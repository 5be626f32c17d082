use serde::Deserialize;

/// Main configuration structure for Almoneda
#[derive(Debug, Clone, Deserialize)]
pub struct Config {
    pub registry: RegistryConfig,
    pub scraper: ScraperConfig,
    #[serde(rename = "user-agent")]
    pub user_agent: UserAgentConfig,
    pub geocoder: GeocoderConfig,
    pub blob: BlobConfig,
    pub output: OutputConfig,
}

/// Upstream registry configuration
#[derive(Debug, Clone, Deserialize)]
pub struct RegistryConfig {
    /// Base URL of the auction registry (search and detail paths resolve
    /// against it)
    #[serde(rename = "base-url")]
    pub base_url: String,
}

/// Scraper behavior configuration
#[derive(Debug, Clone, Deserialize)]
pub struct ScraperConfig {
    /// Politeness delay between successive facet searches (milliseconds)
    #[serde(rename = "search-delay-ms")]
    pub search_delay_ms: u64,

    /// Politeness delay between successive detail-page fetches (milliseconds)
    #[serde(rename = "detail-delay-ms")]
    pub detail_delay_ms: u64,

    /// Timeout applied to every outbound request (seconds)
    #[serde(rename = "request-timeout-secs")]
    pub request_timeout_secs: u64,

    /// Maximum retry attempts for transient fetch failures
    #[serde(rename = "max-retries")]
    pub max_retries: u32,
}

/// User agent identification configuration
#[derive(Debug, Clone, Deserialize)]
pub struct UserAgentConfig {
    /// Name of the scraper
    #[serde(rename = "scraper-name")]
    pub scraper_name: String,

    /// Version of the scraper
    #[serde(rename = "scraper-version")]
    pub scraper_version: String,

    /// URL with information about the scraper
    #[serde(rename = "contact-url")]
    pub contact_url: String,

    /// Email address for scraper-related contact
    #[serde(rename = "contact-email")]
    pub contact_email: String,
}

impl UserAgentConfig {
    /// Formats the User-Agent header value sent with every request
    pub fn header_value(&self) -> String {
        format!(
            "{}/{} (+{}; {})",
            self.scraper_name, self.scraper_version, self.contact_url, self.contact_email
        )
    }
}

/// Geocoding service configuration
#[derive(Debug, Clone, Deserialize)]
pub struct GeocoderConfig {
    /// Search endpoint of a Nominatim-compatible geocoding service
    pub endpoint: String,

    /// Timeout for a single lookup (seconds)
    #[serde(rename = "timeout-secs")]
    pub timeout_secs: u64,
}

/// Blob storage configuration (S3-style object store)
#[derive(Debug, Clone, Deserialize)]
pub struct BlobConfig {
    /// Object store endpoint, e.g. "https://s3.eu-west-3.amazonaws.com"
    pub endpoint: String,

    /// Bucket name for harvested attachments
    pub bucket: String,

    /// Base URL under which uploaded objects are publicly readable.
    /// Defaults to "{endpoint}/{bucket}" when absent.
    #[serde(rename = "public-base-url")]
    pub public_base_url: Option<String>,
}

impl BlobConfig {
    /// Returns the public base URL objects are served from
    pub fn public_base(&self) -> String {
        match &self.public_base_url {
            Some(base) => base.trim_end_matches('/').to_string(),
            None => format!(
                "{}/{}",
                self.endpoint.trim_end_matches('/'),
                self.bucket
            ),
        }
    }
}

/// Output configuration
#[derive(Debug, Clone, Deserialize)]
pub struct OutputConfig {
    /// Path to the SQLite database file
    #[serde(rename = "database-path")]
    pub database_path: String,
}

### Directions
Look through the entries above for the word "between". Copy every line where it shows up.

### Response
    /// Politeness delay between successive facet searches (milliseconds)
    /// Politeness delay between successive detail-page fetches (milliseconds)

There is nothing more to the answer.